The 332-page report has a massive trove of information about the Korean People’s Army (KPA), including the army’s electronics warfare capabilities, logistics, troop types, leadership structure, weapons arsenal, as well as military tactics.
Although most parts of the report deal with common military tactics and capabilities, it also reveals some things about North Korea-backed hacking groups.
The report reveals that most cyberspace warfare and electronic warfare operations take place within the Cyber Warfare Guidance unit, which is generally known as Bureau 121.
This present assessment is not too different from previous reports from cybersecurity and intelligence communities, which equally linked the North Korean hackers to the Bureau 121. It’s a part of the Intelligence agency of North Korea, which is also part of its National Intelligence Commission.
North Korean group has grown to 6,000
The US Army revealed that North Korea’s expansion of its cyberspace activities has led to the exponential growth of the Bureau 121
According to the report, the Bureau 121 was formerly comprised of about 1,000 members in 2010. However, 10 years later, they have grown to more than 6,000 members, which is evidence of increased and expansive cyber activity.
In line with this figure, the South Korean Defense Ministry reported that North Korea was controlling a cyber warfare group with 3,000 members in 2013. But in 2015, the number almost doubled to 6,000. This means that the present number may be way more than 6,000, as the U.S. Army has noted that its data is not completely accurate.
Additionally, the new US Army report also revealed that the Bureau 121 has different operational segments.
The report says Bureau 121 is made up of four main sub-divisions, with one dedicated to electronic warfare while the other three are channeled to cyber-warfare.
The cyber-security community calls the first sub-division the Andariel group, which is an advanced persistent threat (APT) used to describe hacking groups backed by nationwide government sponsors.
According to the report by the Army officials, the Andariel group is made up of 1,600 members whose main job is to gather information. They do this by carrying out reconnaissance on enemy computer systems and generating an initial assessment of the vulnerability of the network.
“This group maps the enemy network for a potential attack,” US Army officials revealed.
The cyber-security community calls the second 121 sub-division the Bluenoroff Group. According to the U.S Army, the second APT group has about 1,700 hackers with the mission of carrying out financial cybercrime. They used long-term assessments to exploit the vulnerabilities of an enemy network.
The third subdivision is the most popular group, which is known to the cyber-security community as the Lazarus Group. It is commonly used to describe any type of hacking activity orchestrated by the North Korean-backed groups.
The U.S. Army officials said they are not sure the number of members that are part of the Lazarus group. However, the sub-group plays an important role in Bureau 121 as its role is to deliver a payload and cause social chaos within a vulnerable network.

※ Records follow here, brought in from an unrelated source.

use std::path::{Path, PathBuf};

use anyhow::Context;
use clap::{ArgAction, Parser};

use airmouse::config::Config;
use airmouse::gesture::GestureEngine;
use airmouse::session::{CommandPoll, KeyboardPoll, NoCommands, Session};
use airmouse::sink::{ActionSink, DryRunSink, EnigoSink};
use airmouse::source::ReplaySource;

#[derive(Parser, Debug)]
#[command(name = "airmouse")]
#[command(version = concat!(env!("CARGO_PKG_VERSION"), " (", env!("AIRMOUSE_GIT_HASH"), ")"))]
#[command(about = "Hand-gesture mouse control from a webcam landmark feed")]
struct Cli {
    /// Landmark trace to drive the session: a JSON-lines file, or '-' to
    /// stream from a detector process on stdin
    #[arg(long, value_name = "TRACE")]
    replay: Option<PathBuf>,

    /// Log intents instead of injecting them into the OS
    #[arg(long, action = ArgAction::SetTrue)]
    dry_run: bool,

    /// Screen size for --dry-run, e.g. 1920x1080
    #[arg(long, value_name = "WxH")]
    screen: Option<String>,

    /// Write a commented default config to ~/.config/airmouse/config.toml
    #[arg(long, action = ArgAction::SetTrue)]
    init_config: bool,
}

fn parse_screen(spec: &str) -> anyhow::Result<(u32, u32)> {
    let (width, height) = spec
        .split_once(['x', 'X'])
        .with_context(|| format!("Invalid screen size '{spec}', expected WxH"))?;
    let width = width
        .parse::<u32>()
        .with_context(|| format!("Invalid screen width '{width}'"))?;
    let height = height
        .parse::<u32>()
        .with_context(|| format!("Invalid screen height '{height}'"))?;
    if width == 0 || height == 0 {
        anyhow::bail!("Screen dimensions must be non-zero");
    }
    Ok((width, height))
}

fn run_session(config: &Config, trace: &Path, cli: &Cli) -> anyhow::Result<()> {
    let mut sink: Box<dyn ActionSink> = if cli.dry_run {
        let screen = match &cli.screen {
            Some(spec) => parse_screen(spec)?,
            None => (1920, 1080),
        };
        log::info!("dry run: logging intents for a {}x{} screen", screen.0, screen.1);
        Box::new(DryRunSink::new(screen))
    } else {
        Box::new(EnigoSink::new())
    };

    let mut commands: Box<dyn CommandPoll> = if cli.dry_run {
        // No display to poll keys from; replay runs to end of stream.
        Box::new(NoCommands)
    } else {
        Box::new(KeyboardPoll::new())
    };

    let engine = GestureEngine::new(
        config.gesture,
        config.pointer,
        (config.camera.width, config.camera.height),
        sink.screen_size(),
    );

    let mut source = ReplaySource::open(trace, config.camera.width, config.camera.height)
        .with_context(|| format!("Failed to open landmark trace {}", trace.display()))?;

    let mut session = Session::new(engine, sink.as_mut(), commands.as_mut(), config.ui);
    session.run(&mut source)?;
    Ok(())
}

fn main() -> anyhow::Result<()> {
    env_logger::init();

    let cli = Cli::parse();

    if cli.init_config {
        let path = Config::create_default_file()?;
        println!("Created default config at {}", path.display());
        return Ok(());
    }

    let config = Config::load()?;

    if let Some(trace) = &cli.replay {
        log::info!("Starting gesture session from {}", trace.display());
        log::info!("Gestures:");
        log::info!("  - Move cursor: index fingertip");
        log::info!("  - Left click: pinch index + thumb");
        log::info!("  - Right click: pinch middle + thumb");
        log::info!("  - Scroll: hold index + middle together, move up/down");
        log::info!("  - Drag: pinch ring + thumb");
        log::info!("  - Toggle: 'e', quit: 'q'");

        run_session(&config, trace, &cli)?;

        log::info!("Gesture session closed.");
    } else {
        // No flags: show usage
        println!("airmouse: Hand-gesture mouse control from a webcam landmark feed");
        println!();
        println!("Usage:");
        println!("  airmouse --replay <TRACE>     Drive the mouse from a landmark trace");
        println!("  airmouse --replay -           Stream landmarks from stdin");
        println!("  airmouse --replay <TRACE> --dry-run");
        println!("                                Log intents without touching the mouse");
        println!("  airmouse --init-config        Write a commented default config");
        println!("  airmouse --help               Show help");
        println!();
        println!("Live capture:");
        println!("  airmouse consumes normalized hand landmarks as JSON lines, one");
        println!("  record per camera frame. Point any detector that emits");
        println!("  {{\"t\": seconds, \"hand\": {{\"index\": [x, y], ...}}}} at stdin:");
        println!();
        println!("    hand-detector --camera 0 | airmouse --replay -");
        println!();
        println!("Configuration:");
        println!("  ~/.config/airmouse/config.toml (see config.example.toml)");
    }

    Ok(())
}
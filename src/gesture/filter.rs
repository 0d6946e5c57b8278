//! Pointer smoothing filter.
//!
//! Maps a raw fingertip pixel position to a smoothed screen coordinate:
//! inset linear mapping, per-axis dead zone, motion-adaptive smoothing,
//! and a per-frame displacement clamp. A single fixed smoothing factor
//! trades lag against stability; adapting it by motion magnitude keeps
//! large deliberate moves responsive while fine positioning stays still
//! enough to click.

use crate::config::PointerConfig;
use crate::util::{PixelPoint, ScreenPoint, map_range};

/// Stateless pointer filter; the previous screen position is owned by the
/// caller and threaded through each call.
#[derive(Debug, Clone)]
pub struct PointerFilter {
    config: PointerConfig,
}

impl PointerFilter {
    pub fn new(config: PointerConfig) -> Self {
        Self { config }
    }

    /// Maps `raw` (frame pixels) to the next smoothed screen position.
    ///
    /// The fingertip is mapped from the inset region
    /// `[margin, dimension - margin]` of the frame onto the full screen
    /// axis, extrapolating past the inset so screen edges stay reachable.
    /// Per-axis deltas under the dead zone snap to zero; if both snap,
    /// the previous position is returned unchanged. The smoothing factor
    /// is chosen from the post-dead-zone delta magnitude, and the final
    /// displacement is clamped to `max_step` per axis.
    pub fn smooth(
        &self,
        raw: PixelPoint,
        frame_size: (u32, u32),
        screen_size: (u32, u32),
        prev: ScreenPoint,
    ) -> ScreenPoint {
        let margin = self.config.inset_margin;
        let target_x = map_range(
            raw.x as f64,
            margin,
            frame_size.0 as f64 - margin,
            0.0,
            screen_size.0 as f64,
        );
        let target_y = map_range(
            raw.y as f64,
            margin,
            frame_size.1 as f64 - margin,
            0.0,
            screen_size.1 as f64,
        );

        let mut dx = target_x - prev.x;
        let mut dy = target_y - prev.y;
        if dx.abs() < self.config.dead_zone {
            dx = 0.0;
        }
        if dy.abs() < self.config.dead_zone {
            dy = 0.0;
        }
        if dx == 0.0 && dy == 0.0 {
            return prev;
        }

        let distance = dx.hypot(dy);
        let factor = if distance < self.config.slow_radius {
            self.config.slow_factor
        } else if distance < self.config.fast_radius {
            self.config.medium_factor
        } else {
            self.config.fast_factor
        };
        let weight = 1.0 / factor;

        // Blend toward the dead-zoned target so a snapped axis does not creep.
        let step = self.config.max_step;
        ScreenPoint::new(
            prev.x + (dx * weight).clamp(-step, step),
            prev.y + (dy * weight).clamp(-step, step),
        )
    }
}
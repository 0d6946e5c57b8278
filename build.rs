use std::path::Path;
use std::process::Command;

fn main() {
    let hash = git_short_hash().unwrap_or_else(|| "unknown".into());
    println!("cargo:rustc-env=AIRMOUSE_GIT_HASH={hash}");

    // Rebuild the version string when the checked-out commit changes.
    for path in [".git/HEAD", ".git/refs", ".git/packed-refs"] {
        if Path::new(path).exists() {
            println!("cargo:rerun-if-changed={path}");
        }
    }
}

fn git_short_hash() -> Option<String> {
    let output = Command::new("git")
        .args(["rev-parse", "--short", "HEAD"])
        .output()
        .ok()?;
    if !output.status.success() {
        return None;
    }
    let hash = String::from_utf8_lossy(&output.stdout).trim().to_string();
    (!hash.is_empty()).then_some(hash)
}
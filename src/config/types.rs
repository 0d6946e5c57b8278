//! Configuration type definitions.

use serde::{Deserialize, Serialize};

/// Camera frame geometry.
///
/// The landmark source reports normalized coordinates; these dimensions
/// convert them to frame pixels, so they must match the capture resolution.
#[derive(Debug, Clone, Copy, Serialize, Deserialize)]
pub struct CameraConfig {
    /// Capture frame width in pixels (valid range: 160 - 4096)
    #[serde(default = "default_frame_width")]
    pub width: u32,

    /// Capture frame height in pixels (valid range: 160 - 4096)
    #[serde(default = "default_frame_height")]
    pub height: u32,
}

impl Default for CameraConfig {
    fn default() -> Self {
        Self {
            width: default_frame_width(),
            height: default_frame_height(),
        }
    }
}

/// Pointer filter tuning.
///
/// Controls how raw fingertip positions become smoothed cursor motion.
/// The defaults favor jitter-free fine positioning while keeping large
/// deliberate moves responsive.
#[derive(Debug, Clone, Copy, Serialize, Deserialize)]
pub struct PointerConfig {
    /// Frame border margin excluded from the fingertip-to-screen mapping,
    /// in pixels (valid range: 0 - 200). Detection is least reliable near
    /// the frame border, so the inner region maps to the full screen.
    #[serde(default = "default_inset_margin")]
    pub inset_margin: f64,

    /// Per-axis motion below this many screen units is treated as jitter
    /// and ignored (valid range: 0 - 20)
    #[serde(default = "default_dead_zone")]
    pub dead_zone: f64,

    /// Deltas shorter than this use the heaviest smoothing (valid range: 1 - 500)
    #[serde(default = "default_slow_radius")]
    pub slow_radius: f64,

    /// Deltas at or past this use the lightest smoothing (valid range: 1 - 500)
    #[serde(default = "default_fast_radius")]
    pub fast_radius: f64,

    /// Smoothing divisor for small motions; higher = steadier, laggier
    /// (valid range: 1 - 30)
    #[serde(default = "default_slow_factor")]
    pub slow_factor: f64,

    /// Smoothing divisor for medium motions (valid range: 1 - 30)
    #[serde(default = "default_medium_factor")]
    pub medium_factor: f64,

    /// Smoothing divisor for large motions (valid range: 1 - 30)
    #[serde(default = "default_fast_factor")]
    pub fast_factor: f64,

    /// Hard cap on cursor displacement per frame on each axis, in screen
    /// units (valid range: 1 - 500). Bounds the jump from a detection glitch.
    #[serde(default = "default_max_step")]
    pub max_step: f64,
}

impl Default for PointerConfig {
    fn default() -> Self {
        Self {
            inset_margin: default_inset_margin(),
            dead_zone: default_dead_zone(),
            slow_radius: default_slow_radius(),
            fast_radius: default_fast_radius(),
            slow_factor: default_slow_factor(),
            medium_factor: default_medium_factor(),
            fast_factor: default_fast_factor(),
            max_step: default_max_step(),
        }
    }
}

/// Gesture detection thresholds and debounce windows.
#[derive(Debug, Clone, Copy, Serialize, Deserialize)]
pub struct GestureConfig {
    /// Index-to-thumb / middle-to-thumb pinch distance that registers a
    /// click, in frame pixels (valid range: 1 - 300)
    #[serde(default = "default_click_distance")]
    pub click_distance: f64,

    /// Index-to-middle distance that enters scroll mode, in frame pixels
    /// (valid range: 1 - 300)
    #[serde(default = "default_scroll_distance")]
    pub scroll_distance: f64,

    /// Ring-to-thumb pinch distance that holds the drag latch, in frame
    /// pixels (valid range: 1 - 300)
    #[serde(default = "default_drag_distance")]
    pub drag_distance: f64,

    /// Minimum time between repeated clicks of the same button, in
    /// milliseconds (valid range: 50 - 2000)
    #[serde(default = "default_click_cooldown_ms")]
    pub click_cooldown_ms: u64,

    /// How long the hand may be undetected before a held drag is released
    /// and scroll mode cleared, in milliseconds (valid range: 50 - 2000)
    #[serde(default = "default_loss_timeout_ms")]
    pub loss_timeout_ms: u64,

    /// Scroll amount per pixel of index-finger travel (valid range: 0.1 - 10.0)
    #[serde(default = "default_scroll_gain")]
    pub scroll_gain: f64,

    /// Index-finger travel below this many pixels emits no scroll
    /// (valid range: 0 - 50)
    #[serde(default = "default_scroll_min_delta")]
    pub scroll_min_delta: i32,
}

impl Default for GestureConfig {
    fn default() -> Self {
        Self {
            click_distance: default_click_distance(),
            scroll_distance: default_scroll_distance(),
            drag_distance: default_drag_distance(),
            click_cooldown_ms: default_click_cooldown_ms(),
            loss_timeout_ms: default_loss_timeout_ms(),
            scroll_gain: default_scroll_gain(),
            scroll_min_delta: default_scroll_min_delta(),
        }
    }
}

/// UI display preferences.
#[derive(Debug, Clone, Copy, Serialize, Deserialize)]
pub struct UiConfig {
    /// Emit the HUD status text (ENABLED / SCROLL MODE / DRAGGING)
    #[serde(default = "default_show_hud")]
    pub show_hud: bool,

    /// Include the key-hint line in the HUD
    #[serde(default = "default_show_hints")]
    pub show_hints: bool,
}

impl Default for UiConfig {
    fn default() -> Self {
        Self {
            show_hud: default_show_hud(),
            show_hints: default_show_hints(),
        }
    }
}

// =============================================================================
// Default value functions
// =============================================================================

fn default_frame_width() -> u32 {
    640
}

fn default_frame_height() -> u32 {
    480
}

fn default_inset_margin() -> f64 {
    100.0
}

fn default_dead_zone() -> f64 {
    3.0
}

fn default_slow_radius() -> f64 {
    20.0
}

fn default_fast_radius() -> f64 {
    60.0
}

fn default_slow_factor() -> f64 {
    8.0
}

fn default_medium_factor() -> f64 {
    5.0
}

fn default_fast_factor() -> f64 {
    3.0
}

fn default_max_step() -> f64 {
    40.0
}

fn default_click_distance() -> f64 {
    30.0
}

fn default_scroll_distance() -> f64 {
    20.0
}

fn default_drag_distance() -> f64 {
    30.0
}

fn default_click_cooldown_ms() -> u64 {
    250
}

fn default_loss_timeout_ms() -> u64 {
    250
}

fn default_scroll_gain() -> f64 {
    2.0
}

fn default_scroll_min_delta() -> i32 {
    2
}

fn default_show_hud() -> bool {
    true
}

fn default_show_hints() -> bool {
    true
}
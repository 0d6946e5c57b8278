//! HUD status text composition.
//!
//! Builds the on-screen status lines from an engine snapshot. Rendering
//! is the presentation layer's job; this module only decides what the
//! text says, so it stays testable without a display.

use crate::gesture::EngineSnapshot;

/// Composes the HUD lines for the current engine state.
///
/// The first line always reports the enable toggle; SCROLL MODE and
/// DRAGGING lines appear only while active, and the key-hint line is
/// appended when `show_hints` is set.
pub fn status_lines(snapshot: &EngineSnapshot, show_hints: bool) -> Vec<String> {
    let status = if snapshot.enabled {
        "ENABLED"
    } else {
        "DISABLED"
    };
    let mut lines = vec![format!("Mouse: {status}")];

    if snapshot.scroll_mode {
        lines.push("SCROLL MODE".to_string());
    }
    if snapshot.dragging {
        lines.push("DRAGGING".to_string());
    }
    if show_hints {
        lines.push("Press 'e' to toggle, 'q' to quit".to_string());
    }

    lines
}

#[cfg(test)]
mod tests {
    use super::*;

    fn snapshot(enabled: bool, scroll_mode: bool, dragging: bool) -> EngineSnapshot {
        EngineSnapshot {
            enabled,
            scroll_mode,
            dragging,
        }
    }

    #[test]
    fn idle_enabled_state_shows_status_and_hints() {
        let lines = status_lines(&snapshot(true, false, false), true);
        assert_eq!(
            lines,
            vec![
                "Mouse: ENABLED".to_string(),
                "Press 'e' to toggle, 'q' to quit".to_string()
            ]
        );
    }

    #[test]
    fn disabled_state_is_reported() {
        let lines = status_lines(&snapshot(false, false, false), false);
        assert_eq!(lines, vec!["Mouse: DISABLED".to_string()]);
    }

    #[test]
    fn active_modes_add_their_lines_in_order() {
        let lines = status_lines(&snapshot(true, true, true), false);
        assert_eq!(
            lines,
            vec![
                "Mouse: ENABLED".to_string(),
                "SCROLL MODE".to_string(),
                "DRAGGING".to_string()
            ]
        );
    }
}
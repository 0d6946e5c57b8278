//! Hand landmark data contract.
//!
//! The landmark source reports per-frame keypoints in normalized `[0, 1]`
//! coordinates; this module converts them into the fixed set of fingertip
//! pixel positions the gesture engine consumes.

use crate::util::PixelPoint;

/// Fingertip keypoints consumed by the gesture engine.
///
/// The numbering matches the common 21-point hand landmark model, so a
/// detector backend can map its output without a translation table.
#[derive(Debug, Clone, Copy, PartialEq, Eq, Hash)]
pub enum HandKeypoint {
    ThumbTip,
    IndexTip,
    MiddleTip,
    RingTip,
}

impl HandKeypoint {
    /// Index of this keypoint in the 21-point hand landmark model.
    pub fn model_index(self) -> usize {
        match self {
            HandKeypoint::ThumbTip => 4,
            HandKeypoint::IndexTip => 8,
            HandKeypoint::MiddleTip => 12,
            HandKeypoint::RingTip => 16,
        }
    }
}

/// One frame of fingertip positions in frame-pixel coordinates.
///
/// Immutable once built; the engine consumes it in a single `step` call.
/// A detection missing any of the four tips never produces a frame, so
/// every field is always populated.
#[derive(Debug, Clone, Copy, PartialEq, Eq)]
pub struct LandmarkFrame {
    pub thumb: PixelPoint,
    pub index: PixelPoint,
    pub middle: PixelPoint,
    pub ring: PixelPoint,
}

impl LandmarkFrame {
    /// Builds a frame from normalized detector output.
    ///
    /// Coordinates are scaled by the frame dimensions and truncated to
    /// pixels. Returns `None` if any of the four fingertips is missing or
    /// carries a non-finite coordinate; the caller treats that frame as
    /// "no hand" (malformed keypoint data is never an error).
    ///
    /// Duplicate keypoints keep the last occurrence.
    pub fn from_normalized(
        points: &[(HandKeypoint, f64, f64)],
        frame_width: u32,
        frame_height: u32,
    ) -> Option<Self> {
        let mut thumb = None;
        let mut index = None;
        let mut middle = None;
        let mut ring = None;

        for &(keypoint, x, y) in points {
            if !x.is_finite() || !y.is_finite() {
                return None;
            }
            let pixel = PixelPoint::new(
                (x * frame_width as f64) as i32,
                (y * frame_height as f64) as i32,
            );
            match keypoint {
                HandKeypoint::ThumbTip => thumb = Some(pixel),
                HandKeypoint::IndexTip => index = Some(pixel),
                HandKeypoint::MiddleTip => middle = Some(pixel),
                HandKeypoint::RingTip => ring = Some(pixel),
            }
        }

        Some(Self {
            thumb: thumb?,
            index: index?,
            middle: middle?,
            ring: ring?,
        })
    }
}
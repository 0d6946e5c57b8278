//! Frame-driven session loop.
//!
//! One tick = pull a timed frame from the landmark source, run the
//! gesture engine, dispatch the resulting intents to the action sink,
//! update the HUD, then poll for a user command. Everything is
//! synchronous and single-threaded; the loop is paced by frame delivery
//! and exits cooperatively on a quit command or end of stream.

use device_query::{DeviceQuery, DeviceState, Keycode};

use crate::config::UiConfig;
use crate::gesture::GestureEngine;
use crate::hud;
use crate::sink::{self, ActionSink};
use crate::source::{LandmarkSource, SourceError};

/// Discrete user commands, polled once per tick.
#[derive(Debug, Clone, Copy, PartialEq, Eq)]
pub enum Command {
    /// Flip the gesture-control enable toggle.
    ToggleEnabled,
    /// End the session.
    Quit,
}

/// Bounded once-per-tick command poll.
pub trait CommandPoll {
    fn poll(&mut self) -> Option<Command>;
}

/// Command source for headless runs: never reports a command.
pub struct NoCommands;

impl CommandPoll for NoCommands {
    fn poll(&mut self) -> Option<Command> {
        None
    }
}

/// Polls the keyboard state for the toggle ('e') and quit ('q') keys.
///
/// Key-down edges are detected against the previous poll, so holding a
/// key across ticks fires its command once.
pub struct KeyboardPoll {
    device: DeviceState,
    previous: Vec<Keycode>,
}

impl KeyboardPoll {
    pub fn new() -> Self {
        Self {
            device: DeviceState::new(),
            previous: Vec::new(),
        }
    }

    fn newly_pressed(&self, keys: &[Keycode], key: Keycode) -> bool {
        keys.contains(&key) && !self.previous.contains(&key)
    }
}

impl Default for KeyboardPoll {
    fn default() -> Self {
        Self::new()
    }
}

impl CommandPoll for KeyboardPoll {
    fn poll(&mut self) -> Option<Command> {
        let keys = self.device.get_keys();
        // Quit wins if both arrive in the same poll.
        let command = if self.newly_pressed(&keys, Keycode::Q) {
            Some(Command::Quit)
        } else if self.newly_pressed(&keys, Keycode::E) {
            Some(Command::ToggleEnabled)
        } else {
            None
        };
        self.previous = keys;
        command
    }
}

/// Owns the engine and drives it from a landmark source until the stream
/// ends or the user quits.
pub struct Session<'a> {
    engine: GestureEngine,
    sink: &'a mut dyn ActionSink,
    commands: &'a mut dyn CommandPoll,
    ui: UiConfig,
    last_hud: Vec<String>,
    frames: u64,
}

impl<'a> Session<'a> {
    pub fn new(
        engine: GestureEngine,
        sink: &'a mut dyn ActionSink,
        commands: &'a mut dyn CommandPoll,
        ui: UiConfig,
    ) -> Self {
        Self {
            engine,
            sink,
            commands,
            ui,
            last_hud: Vec::new(),
            frames: 0,
        }
    }

    /// Runs the session to completion.
    ///
    /// Returns when the source reports end of stream or a quit command
    /// arrives. A source error means the capture device or stream failed
    /// and is fatal; per-frame detection misses never surface here.
    pub fn run(&mut self, source: &mut dyn LandmarkSource) -> Result<(), SourceError> {
        log::info!("session started");
        self.emit_hud();

        while let Some(frame) = source.next_frame()? {
            self.frames += 1;

            let intents = self.engine.step(frame.hand.as_ref(), frame.at);
            sink::dispatch(self.sink, &intents);
            self.emit_hud();

            match self.commands.poll() {
                Some(Command::Quit) => {
                    log::info!("quit requested");
                    break;
                }
                Some(Command::ToggleEnabled) => {
                    let intents = self.engine.toggle_enabled();
                    sink::dispatch(self.sink, &intents);
                    self.emit_hud();
                }
                None => {}
            }
        }

        log::info!("session ended after {} frames", self.frames);
        Ok(())
    }

    /// Number of frames processed so far.
    pub fn frames_processed(&self) -> u64 {
        self.frames
    }

    /// The engine, for state inspection after a run.
    pub fn engine(&self) -> &GestureEngine {
        &self.engine
    }

    fn emit_hud(&mut self) {
        if !self.ui.show_hud {
            return;
        }
        let lines = hud::status_lines(&self.engine.snapshot(), self.ui.show_hints);
        if lines != self.last_hud {
            for line in &lines {
                log::info!("[hud] {line}");
            }
            self.last_hud = lines;
        }
    }
}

They do these to find vital information and generate funds through ransomware for North Korea’s nuclear weapon program.
Electronic warfare is the last sub-group of the Bureau 121 division, which contains three military battalions who are responsible for jamming electronic equipment. This group is a complete military unit, who are operating out of military bases in Kungang, Haeja, and Kaesong.
The latest revelation shows that the group is loosely organized as many of them have their operational base outside North Korea. These bases include Russia, Malaysia, India, China, and Belarus.
However, the U.S. Army report does not reveal the reasons why the North Korean government allows its military hackers to travel abroad.